With US-Iran tensions triggering one of the sharpest oil rallies in months, only for prices to reverse dramatically today, Warren Buffett’s long-held philosophy on geopolitical uncertainty is facing a real-time examination. So far, his playbook is holding up.
Buffett has argued for decades that during periods of war or major geopolitical risk, the worst move an investor can make is to retreat to cash. In a widely referenced 2014 CNBC interview that has been recirculated heavily in recent days, he stated:
“If we went into some very major war, the value of money would go down… The last thing you’d want to do is hold money during a war… You’re going to be a lot better off owning productive assets… than pieces of paper.”
His logic remains straightforward: conflicts disrupt markets in the short term, but businesses that produce real goods and services, especially in energy and essential commodities, continue generating value over time. Governments can print money, but they cannot instantly create new productive assets or replace disrupted oil supply.
The clearest recent demonstration of this philosophy in action is Berkshire Hathaway’s acquisition of OxyChem. The $9.7 billion deal for Occidental Petroleum’s industrial chemicals business closed on January 2, 2026, when commodity prices were still near multi-year lows. WTI crude had hit a 12-month low around $55 in December 2025, just weeks earlier. Buffett’s team locked in a high-quality industrial asset at a depressed valuation, classic Oracle of Omaha timing.
The geopolitical backdrop has since shifted sharply. The Strait of Hormuz returned to the spotlight, sending WTI crude as high as $119 per barrel in recent sessions before today’s sharp relief reversal. WTI is now trading in the $85–88 range (down 8–11% intraday) after de-escalation signals from Washington. Brent has followed a similar volatile path.
How Berkshire Hathaway and Occidental Are Performing Today
Berkshire Hathaway (NYSE: BRK-B) shares have remained remarkably steady through the turbulence, essentially flat year-to-date. Over the past five years, BRK-B has delivered strong compounded returns of roughly 90%, reflecting the power of owning a diversified base of productive assets.
Occidental Petroleum (NYSE: OXY) has been a more direct beneficiary of the energy rebound. The stock is up over 30% year-to-date and continues trading at 52-week highs, even after today’s oil pullback.

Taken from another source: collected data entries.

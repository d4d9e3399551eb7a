//! Error types for histmap-core
//!
//! Provides a unified error type for the raster containers and the
//! timeline records. Each variant captures enough context to report the
//! failing unit of work without exposing internal layout details.

use thiserror::Error;

/// histmap-core error type
#[derive(Error, Debug)]
pub enum Error {
    /// Invalid raster dimensions
    #[error("invalid raster dimensions: {width}x{height}")]
    InvalidDimension { width: u32, height: u32 },

    /// Raster buffer does not match its declared geometry
    #[error("buffer length {actual} does not match {width}x{height}x{channels}")]
    BufferLength {
        width: u32,
        height: u32,
        channels: u32,
        actual: usize,
    },

    /// Two planes that must share a geometry do not
    #[error("dimension mismatch: expected {}x{}, got {}x{}", .expected.0, .expected.1, .actual.0, .actual.1)]
    DimensionMismatch {
        expected: (u32, u32),
        actual: (u32, u32),
    },

    /// Coordinates outside the raster
    #[error("pixel ({x}, {y}) outside {width}x{height} raster")]
    OutOfBounds {
        x: u32,
        y: u32,
        width: u32,
        height: u32,
    },

    /// Operation requires a specific channel layout
    #[error("unsupported channel layout: expected {expected}, got {actual} channel(s)")]
    UnsupportedChannels { expected: &'static str, actual: u32 },

    /// Invalid parameter value
    #[error("invalid parameter: {0}")]
    InvalidParameter(String),

    /// A detection or deduction line could not be parsed
    #[error("malformed record '{line}': {reason}")]
    RecordFormat { line: String, reason: String },
}

/// Result type alias for core operations
pub type Result<T> = std::result::Result<T, Error>;
//! Detection parameters

use crate::error::{DetectError, DetectResult};
use crate::pattern::OffsetPattern;
use serde::{Deserialize, Serialize};

/// Detection configuration
#[derive(Debug, Clone, PartialEq, Serialize, Deserialize)]
#[serde(default)]
pub struct DetectConfig {
    /// Candidate offsets searched around each position.
    pub pattern: OffsetPattern,
    /// Half size of the cross drawn on the tracking overlay.
    pub marker_half_size: u32,
    /// Search entry positions when the primary position misses.
    pub use_entries: bool,
}

impl Default for DetectConfig {
    fn default() -> Self {
        Self {
            pattern: OffsetPattern::default(),
            marker_half_size: 3,
            use_entries: false,
        }
    }
}

impl DetectConfig {
    pub fn validate(&self) -> DetectResult<()> {
        if self.pattern.is_empty() {
            return Err(DetectError::InvalidParameter(
                "pattern must not be empty".to_string(),
            ));
        }
        if self.marker_half_size > 64 {
            return Err(DetectError::InvalidParameter(format!(
                "marker_half_size must be <= 64, got {}",
                self.marker_half_size
            )));
        }
        Ok(())
    }
}

#[cfg(test)]
mod tests {
    use super::*;

    #[test]
    fn test_partial_json_keeps_defaults() {
        let cfg: DetectConfig = serde_json::from_str(r#"{"use_entries": true}"#).unwrap();
        assert!(cfg.use_entries);
        assert_eq!(cfg.pattern.len(), 29);
        assert_eq!(cfg.marker_half_size, 3);
    }

    #[test]
    fn test_pattern_from_json() {
        let cfg: DetectConfig = serde_json::from_str(r#"{"pattern": [[0, 1], [1, 0]]}"#).unwrap();
        assert_eq!(cfg.pattern.offsets(), &[(0, 1), (1, 0)]);
        assert!(serde_json::from_str::<DetectConfig>(r#"{"pattern": []}"#).is_err());
    }

    #[test]
    fn test_validate_marker_size() {
        let cfg = DetectConfig {
            marker_half_size: 100,
            ..Default::default()
        };
        assert!(cfg.validate().is_err());
        assert!(DetectConfig::default().validate().is_ok());
    }
}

The OxyChem divestiture delivered a major balance sheet win: Occidental used proceeds to cut principal debt by approximately $5.8 billion, bringing total debt down toward the $15 billion target.
CEO Vicki Hollub highlighted the improved flexibility in February, noting the company’s focus on “resilient free cash flow and maintaining flexibility in our capital and development programs.” OXY also raised its quarterly dividend more than 8% to $0.26 per share, with today (March 10) marking the record date and payment scheduled for April 15. The dividend has roughly doubled over the past four years, another clear signal of management’s confidence.
Berkshire Hathaway now holds approximately 29% of Occidental Petroleum following additional purchases in 2025–2026. While day traders chase headlines and oil swings wildly, Buffett’s expanding energy position (both the equity stake and full ownership of OxyChem) looks increasingly well-timed amid the Strait of Hormuz tension.
Buffett’s long-held framework holds that geopolitical noise is temporary, while productive assets that generate energy, chemicals, and essential returns continue operating through cycles. In today’s volatile environment, both Berkshire’s ownership in OXY and Occidental’s own capital allocation moves (debt reduction and dividend growth) appear to reflect exactly that mindset.
The lesson today is the same one Buffett has delivered for generations: own the productive assets, ignore the noise, and stay the course.